- LISTED RECORDS:
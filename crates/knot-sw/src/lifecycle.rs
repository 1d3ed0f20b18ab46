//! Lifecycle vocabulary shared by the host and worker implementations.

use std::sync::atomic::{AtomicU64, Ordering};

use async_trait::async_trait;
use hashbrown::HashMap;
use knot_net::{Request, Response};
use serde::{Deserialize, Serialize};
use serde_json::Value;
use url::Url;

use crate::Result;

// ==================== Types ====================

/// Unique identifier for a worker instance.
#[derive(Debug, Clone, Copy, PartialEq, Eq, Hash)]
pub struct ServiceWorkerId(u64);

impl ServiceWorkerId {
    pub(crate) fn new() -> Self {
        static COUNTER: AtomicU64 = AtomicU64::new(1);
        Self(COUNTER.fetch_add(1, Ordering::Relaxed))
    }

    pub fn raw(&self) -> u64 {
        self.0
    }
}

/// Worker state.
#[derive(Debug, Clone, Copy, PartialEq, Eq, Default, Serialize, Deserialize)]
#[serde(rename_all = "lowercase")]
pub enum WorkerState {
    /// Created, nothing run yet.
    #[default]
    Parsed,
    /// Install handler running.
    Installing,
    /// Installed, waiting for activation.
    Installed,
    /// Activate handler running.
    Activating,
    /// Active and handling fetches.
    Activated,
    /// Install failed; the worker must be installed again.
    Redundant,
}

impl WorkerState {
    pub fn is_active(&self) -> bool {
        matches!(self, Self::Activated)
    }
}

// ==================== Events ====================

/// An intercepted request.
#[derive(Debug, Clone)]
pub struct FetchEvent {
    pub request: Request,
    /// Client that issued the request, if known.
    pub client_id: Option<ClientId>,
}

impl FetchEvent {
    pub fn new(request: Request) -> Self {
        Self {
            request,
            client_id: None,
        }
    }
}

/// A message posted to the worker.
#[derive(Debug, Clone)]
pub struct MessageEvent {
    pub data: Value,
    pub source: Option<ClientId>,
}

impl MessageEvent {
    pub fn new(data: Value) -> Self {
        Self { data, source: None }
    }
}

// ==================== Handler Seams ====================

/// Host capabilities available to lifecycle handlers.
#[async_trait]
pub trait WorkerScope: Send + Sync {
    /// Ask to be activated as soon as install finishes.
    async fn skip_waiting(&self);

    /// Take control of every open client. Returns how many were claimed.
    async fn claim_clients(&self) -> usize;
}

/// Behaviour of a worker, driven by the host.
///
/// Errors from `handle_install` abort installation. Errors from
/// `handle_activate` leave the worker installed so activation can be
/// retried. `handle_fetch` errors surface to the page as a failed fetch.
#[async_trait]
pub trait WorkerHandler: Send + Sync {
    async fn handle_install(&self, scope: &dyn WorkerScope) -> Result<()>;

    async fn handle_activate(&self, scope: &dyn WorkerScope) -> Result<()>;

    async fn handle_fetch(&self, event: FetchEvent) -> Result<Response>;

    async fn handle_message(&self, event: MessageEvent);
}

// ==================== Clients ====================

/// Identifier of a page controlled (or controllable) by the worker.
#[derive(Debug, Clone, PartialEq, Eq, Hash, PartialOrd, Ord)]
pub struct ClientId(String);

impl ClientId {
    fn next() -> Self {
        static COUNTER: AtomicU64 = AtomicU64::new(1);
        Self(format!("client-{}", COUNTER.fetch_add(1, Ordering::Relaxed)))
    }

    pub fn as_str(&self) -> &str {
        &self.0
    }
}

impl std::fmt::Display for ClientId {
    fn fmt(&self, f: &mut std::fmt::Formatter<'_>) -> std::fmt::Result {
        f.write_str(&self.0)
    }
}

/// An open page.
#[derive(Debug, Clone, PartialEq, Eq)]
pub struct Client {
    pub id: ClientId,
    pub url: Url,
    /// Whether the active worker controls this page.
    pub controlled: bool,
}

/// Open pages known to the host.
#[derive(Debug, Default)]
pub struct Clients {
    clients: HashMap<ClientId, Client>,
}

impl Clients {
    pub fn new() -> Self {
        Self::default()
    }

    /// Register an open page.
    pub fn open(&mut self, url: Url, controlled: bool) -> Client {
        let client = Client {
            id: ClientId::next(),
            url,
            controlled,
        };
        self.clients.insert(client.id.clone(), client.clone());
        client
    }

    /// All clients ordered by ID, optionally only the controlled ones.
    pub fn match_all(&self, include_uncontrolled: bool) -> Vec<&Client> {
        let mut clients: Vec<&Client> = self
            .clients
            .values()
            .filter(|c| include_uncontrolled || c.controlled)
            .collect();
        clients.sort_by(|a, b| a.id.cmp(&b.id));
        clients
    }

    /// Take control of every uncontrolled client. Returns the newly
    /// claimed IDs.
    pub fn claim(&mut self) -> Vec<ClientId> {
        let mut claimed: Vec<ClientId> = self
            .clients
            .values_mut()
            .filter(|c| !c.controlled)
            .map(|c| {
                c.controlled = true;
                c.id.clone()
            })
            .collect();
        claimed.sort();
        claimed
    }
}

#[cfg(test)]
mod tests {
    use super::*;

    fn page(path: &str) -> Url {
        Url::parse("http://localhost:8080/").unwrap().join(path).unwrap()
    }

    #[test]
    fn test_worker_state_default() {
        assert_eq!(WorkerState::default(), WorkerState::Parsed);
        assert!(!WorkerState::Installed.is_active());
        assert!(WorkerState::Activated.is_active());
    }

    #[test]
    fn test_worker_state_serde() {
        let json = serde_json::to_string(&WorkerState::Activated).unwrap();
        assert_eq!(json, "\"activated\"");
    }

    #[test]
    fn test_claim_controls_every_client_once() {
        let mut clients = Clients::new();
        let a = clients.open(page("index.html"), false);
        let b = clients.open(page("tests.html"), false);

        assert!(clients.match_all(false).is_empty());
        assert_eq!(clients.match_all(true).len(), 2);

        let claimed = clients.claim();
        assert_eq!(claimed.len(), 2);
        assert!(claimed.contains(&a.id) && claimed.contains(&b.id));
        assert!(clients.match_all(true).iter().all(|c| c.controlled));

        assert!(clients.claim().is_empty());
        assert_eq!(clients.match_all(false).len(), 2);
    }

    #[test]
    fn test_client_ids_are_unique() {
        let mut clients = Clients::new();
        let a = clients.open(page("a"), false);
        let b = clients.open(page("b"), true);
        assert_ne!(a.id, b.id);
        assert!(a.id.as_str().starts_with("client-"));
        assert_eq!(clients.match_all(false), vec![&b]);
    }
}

- EXERCISE GOAL: Retype only the lines above between the line with "assert!(!WorkerState::Installed.is_active());" and the line with "assert!(claimed.contains(&a.id) && claimed.contains(&b.id));", counting those two lines as well, and keep every character as it is.

- ANSWER TO THIS EXERCISE:
        assert!(!WorkerState::Installed.is_active());
        assert!(WorkerState::Activated.is_active());
    }

    #[test]
    fn test_worker_state_serde() {
        let json = serde_json::to_string(&WorkerState::Activated).unwrap();
        assert_eq!(json, "\"activated\"");
    }

    #[test]
    fn test_claim_controls_every_client_once() {
        let mut clients = Clients::new();
        let a = clients.open(page("index.html"), false);
        let b = clients.open(page("tests.html"), false);

        assert!(clients.match_all(false).is_empty());
        assert_eq!(clients.match_all(true).len(), 2);

        let claimed = clients.claim();
        assert_eq!(claimed.len(), 2);
        assert!(claimed.contains(&a.id) && claimed.contains(&b.id));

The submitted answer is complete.